ENV_JSON_SUBDIR = "UPLOAD_JSON_SUBDIR" # 单个子目录(兼容/简化用)
# 多个上传站点(接口地址)列表,建议配置在 .env
# 例UPLOAD_ENDPOINTS=http://a/v0/management/auth-files;http://b/v0/management/auth-files
ENV_ENDPOINTS = "UPLOAD_ENDPOINTS"
ENV_TOKEN = "UPLOAD_TOKEN"
@dataclass(frozen=True)
class UploadResult:
ok: bool
status_code: Optional[int]
text: str
def setup_logger() -> logging.Logger:
logger = logging.getLogger("uploader")
logger.setLevel(logging.INFO)
class _CnFormatter(logging.Formatter):
LEVEL_MAP = {
"DEBUG": "调试",
"INFO": "信息",
"WARNING": "警告",
"ERROR": "错误",
"CRITICAL": "严重",
}
def format(self, record: logging.LogRecord) -> str:
record.levelname_cn = self.LEVEL_MAP.get(record.levelname, record.levelname)
return super().format(record)
handler = logging.StreamHandler(sys.stdout)

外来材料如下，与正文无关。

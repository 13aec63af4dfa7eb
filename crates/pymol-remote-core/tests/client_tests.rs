//! Session behaviour against a live server around the fake scene.

mod common;

use common::{raw_rpc, spawn_scene_server};
use pymol_remote::{
    CallArgs, ConnectionCache, GetStateRequest, PymolRemoteError, Session, SessionOptions,
    SetStateRequest, StateBlob, StateFormat,
};
use serde_json::json;
use std::net::TcpListener;
use std::sync::Arc;
use std::time::{Duration, Instant};

fn options(port: u16) -> SessionOptions {
    SessionOptions::new("127.0.0.1", port)
}

#[tokio::test]
async fn test_unreachable_endpoint_is_connection_error() {
    let port = {
        let listener = TcpListener::bind("127.0.0.1:0").unwrap();
        listener.local_addr().unwrap().port()
    };
    let cache = ConnectionCache::new();

    let err = Session::connect(&cache, options(port)).await.unwrap_err();

    assert!(matches!(err, PymolRemoteError::Connection { .. }));
    assert!(err
        .to_string()
        .contains("Error connecting to PyMOL RPC server"));
    assert!(cache.is_empty().await);
}

#[tokio::test]
async fn test_silent_listener_times_out() {
    // Accepted by the kernel backlog, never answered.
    let listener = TcpListener::bind("127.0.0.1:0").unwrap();
    let port = listener.local_addr().unwrap().port();
    let cache = ConnectionCache::new();

    let started = Instant::now();
    let err = Session::connect(&cache, options(port).timeout(Duration::from_millis(100)))
        .await
        .unwrap_err();

    assert!(started.elapsed() < Duration::from_secs(3));
    match err {
        PymolRemoteError::Timeout { timeout, .. } => {
            assert_eq!(timeout, Duration::from_millis(100))
        }
        other => panic!("expected a timeout, got {other:?}"),
    }
    drop(listener);
}

#[tokio::test]
async fn test_connection_reuse_and_force_new() {
    let server = spawn_scene_server().await;
    let cache = ConnectionCache::new();

    let first = Session::connect(&cache, options(server.port())).await.unwrap();
    let second = Session::connect(&cache, options(server.port())).await.unwrap();
    assert!(Arc::ptr_eq(first.connection(), second.connection()));

    let fresh = Session::connect(&cache, options(server.port()).force_new(true))
        .await
        .unwrap();
    assert!(!Arc::ptr_eq(first.connection(), fresh.connection()));

    let cached = cache.get("127.0.0.1", server.port()).await.unwrap();
    assert!(Arc::ptr_eq(&cached, fresh.connection()));
    assert_eq!(cache.len().await, 1);
}

#[tokio::test]
async fn test_session_display() {
    let server = spawn_scene_server().await;
    let cache = ConnectionCache::new();
    let session = Session::connect(&cache, options(server.port())).await.unwrap();

    assert_eq!(
        session.to_string(),
        format!("PymolSession(hostname=\"127.0.0.1\", port={})", server.port())
    );
}

#[tokio::test]
async fn test_invoke_registered_commands() {
    let server = spawn_scene_server().await;
    let cache = ConnectionCache::new();
    let session = Session::connect(&cache, options(server.port())).await.unwrap();

    let object = session
        .invoke("fetch", CallArgs::new().arg("1YCR"))
        .await
        .unwrap();
    assert_eq!(object, json!("1ycr"));

    let names = session.invoke("get_names", CallArgs::new()).await.unwrap();
    assert_eq!(names, json!(["1ycr"]));

    // Mixed positional and keyword arguments travel packed.
    session
        .invoke("color", CallArgs::new().arg("red").kwarg("selection", "1ycr"))
        .await
        .unwrap();
    assert_eq!(server.host.scene().colors["1ycr"], "red");
}

#[tokio::test]
async fn test_remote_command_handle() {
    let server = spawn_scene_server().await;
    let cache = ConnectionCache::new();
    let session = Session::connect(&cache, options(server.port())).await.unwrap();

    let fetch = session.command("fetch").await.unwrap();
    assert_eq!(fetch.name(), "fetch");
    fetch.call(CallArgs::new().arg("1ycr")).await.unwrap();
    fetch
        .call(CallArgs::new().arg("4hhb").kwarg("name", "hemoglobin"))
        .await
        .unwrap();

    assert_eq!(server.host.scene().objects, vec!["1ycr", "hemoglobin"]);
}

#[tokio::test]
async fn test_unknown_command_suggests_alternatives() {
    let server = spawn_scene_server().await;
    let cache = ConnectionCache::new();
    let session = Session::connect(&cache, options(server.port())).await.unwrap();

    let err = session
        .invoke("fetc", CallArgs::new().arg("1ycr"))
        .await
        .unwrap_err();

    match &err {
        PymolRemoteError::CommandNotFound { name, suggestions } => {
            assert_eq!(name, "fetc");
            assert_eq!(suggestions, &vec!["fetch", "prefetch_all"]);
        }
        other => panic!("expected command-not-found, got {other:?}"),
    }
    assert!(err.to_string().contains("Did you mean one of: fetch, prefetch_all?"));
    assert!(server.host.scene().objects.is_empty());
}

#[tokio::test]
async fn test_find_command() {
    let server = spawn_scene_server().await;
    let cache = ConnectionCache::new();
    let session = Session::connect(&cache, options(server.port())).await.unwrap();

    assert_eq!(
        session.find_command("fetc").await.unwrap(),
        vec!["fetch", "prefetch_all"]
    );
    assert_eq!(
        session.find_command("GETN").await.unwrap(),
        vec!["get_names"]
    );
    assert!(session.find_command("zzz").await.unwrap().is_empty());
}

#[tokio::test]
async fn test_is_alive_falls_back_to_plain_params() {
    let server = spawn_scene_server().await;

    // The packed form is a calling-convention mismatch for `is_alive`...
    let packed = raw_rpc(server.port(), "is_alive", Some(json!([[], {}]))).await;
    assert_eq!(packed["error"]["code"], json!(-32602));

    // ...which the session recovers from.
    let cache = ConnectionCache::new();
    let session = Session::connect(&cache, options(server.port())).await.unwrap();
    assert!(session.is_alive().await.unwrap());
}

#[tokio::test]
async fn test_host_failure_is_not_retried() {
    let server = spawn_scene_server().await;
    let cache = ConnectionCache::new();
    let session = Session::connect(&cache, options(server.port())).await.unwrap();

    let err = session
        .invoke("fetch", CallArgs::new().arg("not-a-code"))
        .await
        .unwrap_err();

    match err {
        PymolRemoteError::Remote { method, code, message } => {
            assert_eq!(method, "fetch");
            assert_eq!(code, -32000);
            assert!(message.contains("no PDB entry"));
        }
        other => panic!("expected a remote error, got {other:?}"),
    }
}

#[tokio::test]
async fn test_python_is_wrapped_in_block() {
    let server = spawn_scene_server().await;
    let cache = ConnectionCache::new();
    let session = Session::connect(&cache, options(server.port())).await.unwrap();

    session.python("print(cmd.get_names())").await.unwrap();
    session.do_command("zoom").await.unwrap();

    assert_eq!(
        server.host.scene().history,
        vec!["python\nprint(cmd.get_names())\npython end", "zoom"]
    );
}

#[tokio::test]
async fn test_help() {
    let server = spawn_scene_server().await;
    let cache = ConnectionCache::new();
    let session = Session::connect(&cache, options(server.port())).await.unwrap();

    let listing = session.help(None).await.unwrap();
    assert!(listing.contains("\n  - fetch"));
    assert!(listing.contains("\n  - get_state"));
    assert!(!listing.contains("Color"));
    assert!(!listing.contains("system."));

    let fetch = session.help(Some("fetch")).await.unwrap();
    assert_eq!(
        fetch,
        "fetch(code, name='', state=0)\nRetrieve a structure from the PDB."
    );

    let custom = session.help(Some("set_state")).await.unwrap();
    assert!(custom.starts_with("set_state(buffer, object='', state=0, format='pse')\n"));

    assert_eq!(
        session.help(Some("nope")).await.unwrap(),
        "Command Not Found"
    );
}

#[tokio::test]
async fn test_unsupported_format_touches_nothing() {
    let server = spawn_scene_server().await;
    let cache = ConnectionCache::new();
    let session = Session::connect(&cache, options(server.port())).await.unwrap();

    let err = session
        .invoke("get_state", CallArgs::new().kwarg("format", "xyz"))
        .await
        .unwrap_err();

    match err {
        PymolRemoteError::Remote { code, message, .. } => {
            assert_eq!(code, -32005);
            assert!(message.contains("Format `xyz` not supported"));
            assert!(message.contains("pdb, cif, mol, sdf, png, pkl, pse"));
        }
        other => panic!("expected a validation error, got {other:?}"),
    }
    assert_eq!(server.host.scene().saves, 0);
    assert_eq!(server.temp_files(), 0);
}

#[tokio::test]
async fn test_text_state_round_trip() {
    let server = spawn_scene_server().await;
    let cache = ConnectionCache::new();
    let session = Session::connect(&cache, options(server.port())).await.unwrap();

    for format in StateFormat::TEXT {
        session
            .invoke("fetch", CallArgs::new().arg("1ycr"))
            .await
            .unwrap();
        let saved = session
            .get_state(&GetStateRequest {
                format,
                ..Default::default()
            })
            .await
            .unwrap();
        assert_eq!(saved, StateBlob::Text("OBJECT 1ycr\n".to_string()), "{format}");

        session
            .invoke("reinitialize", CallArgs::new())
            .await
            .unwrap();
        assert!(server.host.scene().objects.is_empty());

        session
            .set_state(
                &saved,
                &SetStateRequest {
                    format: format.to_string(),
                    ..Default::default()
                },
            )
            .await
            .unwrap();

        assert_eq!(server.host.scene().objects, vec!["1ycr"], "{format}");
        assert_eq!(server.temp_files(), 0);
    }
    assert_eq!(
        server.host.scene().loaded_formats,
        vec!["pdb", "cif", "mol", "sdf"]
    );
}

#[tokio::test]
async fn test_set_state_loads_any_extension() {
    let server = spawn_scene_server().await;
    let cache = ConnectionCache::new();
    let session = Session::connect(&cache, options(server.port())).await.unwrap();

    session
        .set_state(
            &StateBlob::Text("OBJECT ligand\n".to_string()),
            &SetStateRequest {
                format: "mol2".to_string(),
                ..Default::default()
            },
        )
        .await
        .unwrap();

    assert_eq!(server.host.scene().objects, vec!["ligand"]);
    assert_eq!(server.host.scene().loaded_formats, vec!["mol2"]);
    assert_eq!(server.temp_files(), 0);

    let err = session
        .set_state(
            &StateBlob::Text("OBJECT x\n".to_string()),
            &SetStateRequest {
                format: "../mol2".to_string(),
                ..Default::default()
            },
        )
        .await
        .unwrap_err();
    assert!(matches!(err, PymolRemoteError::Remote { code: -32005, .. }));
    assert_eq!(server.host.scene().loads, 1);
}

#[tokio::test]
async fn test_session_state_round_trip() {
    let server = spawn_scene_server().await;
    let cache = ConnectionCache::new();
    let session = Session::connect(&cache, options(server.port())).await.unwrap();

    session
        .invoke("fetch", CallArgs::new().arg("1ycr"))
        .await
        .unwrap();
    session
        .invoke("fetch", CallArgs::new().arg("4hhb"))
        .await
        .unwrap();
    session
        .invoke("color", CallArgs::new().arg("blue"))
        .await
        .unwrap();
    let before = server.host.scene();

    let pse = session
        .get_state(&GetStateRequest {
            format: StateFormat::Pse,
            ..Default::default()
        })
        .await
        .unwrap();
    assert!(matches!(pse, StateBlob::Binary(_)));
    assert!(pse.as_bytes().starts_with(b"PSE\0"));

    session
        .invoke("reinitialize", CallArgs::new())
        .await
        .unwrap();
    session
        .set_state(&pse, &SetStateRequest::default())
        .await
        .unwrap();

    let after = server.host.scene();
    assert_eq!(after.objects, before.objects);
    assert_eq!(after.colors, before.colors);
    assert_eq!(server.temp_files(), 0);
}

#[tokio::test]
async fn test_call_timeout_bounds_later_calls() {
    let server = spawn_scene_server().await;
    let cache = ConnectionCache::new();
    let call_timeout = Duration::from_millis(300);
    let session = Session::connect(&cache, options(server.port()).call_timeout(call_timeout))
        .await
        .unwrap();

    session
        .invoke("sleep", CallArgs::new().arg(10))
        .await
        .unwrap();

    let started = Instant::now();
    let err = session
        .invoke("sleep", CallArgs::new().arg(2_000))
        .await
        .unwrap_err();

    assert!(started.elapsed() < Duration::from_millis(1_500));
    match err {
        PymolRemoteError::Timeout { timeout, .. } => assert_eq!(timeout, call_timeout),
        other => panic!("expected a timeout, got {other:?}"),
    }
}

#[tokio::test]
async fn test_non_rpc_http_service_is_connection_error() {
    let listener = tokio::net::TcpListener::bind("127.0.0.1:0").await.unwrap();
    let port = listener.local_addr().unwrap().port();
    tokio::spawn(async move {
        axum::serve(listener, axum::Router::new()).await.unwrap();
    });
    let cache = ConnectionCache::new();

    let err = Session::connect(&cache, options(port)).await.unwrap_err();

    assert!(matches!(err, PymolRemoteError::Connection { .. }), "{err:?}");
    let message = err.to_string();
    assert!(message.contains("Error connecting to PyMOL RPC server"));
    assert!(message.contains("404"));
    assert!(cache.is_empty().await);
}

handler.setLevel(logging.INFO)
formatter = _CnFormatter(
fmt="[%(asctime)s] [%(levelname_cn)s] %(message)s",
datefmt="%H:%M:%S",
)
handler.setFormatter(formatter)
# 防止重复添加 handler例如某些 IDE 运行方式)
if not logger.handlers:
logger.addHandler(handler)
return logger
def init_db(db_path: Path) -> sqlite3.Connection:
conn = sqlite3.connect(str(db_path))
# v2: 按 endpoint + file_path 去重
conn.execute(
"""
CREATE TABLE IF NOT EXISTS uploads_v2 (
endpoint TEXT NOT NULL,
file_path TEXT NOT NULL,
file_name TEXT NOT NULL,
sha256 TEXT NOT NULL,
size_bytes INTEGER NOT NULL,
mtime_ns INTEGER NOT NULL,
status TEXT NOT NULL, -- success | skipped | failed
http_status INTEGER,
response_text TEXT,
updated_at INTEGER NOT NULL,
PRIMARY KEY (endpoint, file_path)
)
"""
)
conn.execute(
"CREATE INDEX IF NOT EXISTS idx_uploads_v2_status ON uploads_v2(status)"
)
# 兼容迁移:如果旧表 uploads 存在且 v2 没数据,则把旧数据迁移到 v2按 DEFAULT_ENDPOINT
try:
old_exists = (
conn.execute(
"SELECT name FROM sqlite_master WHERE type='table' AND name='uploads'"
).fetchone()
is not None
)
if old_exists:
v2_count = conn.execute("SELECT COUNT(1) FROM uploads_v2").fetchone()[0]
if v2_count == 0:
conn.execute(
"""
INSERT OR IGNORE INTO uploads_v2(
endpoint, file_path, file_name, sha256, size_bytes, mtime_ns,
status, http_status, response_text, updated_at
)
SELECT
?, file_path, file_name, sha256, size_bytes, mtime_ns,
status, http_status, response_text, updated_at
FROM uploads
""",
(DEFAULT_ENDPOINT,),
)
except Exception:
# 迁移失败不影响主流程
pass
conn.commit()
return conn
def sha256_of_file(path: Path, chunk_size: int = 1024 * 1024) -> str:
h = hashlib.sha256()
with path.open("rb") as f:
while True:
chunk = f.read(chunk_size)
if not chunk:
break
h.update(chunk)
return h.hexdigest()
def get_file_fingerprint(path: Path) -> Tuple[int, int, str]:
st = path.stat()
size = int(st.st_size)
mtime_ns = int(getattr(st, "st_mtime_ns", int(st.st_mtime * 1e9)))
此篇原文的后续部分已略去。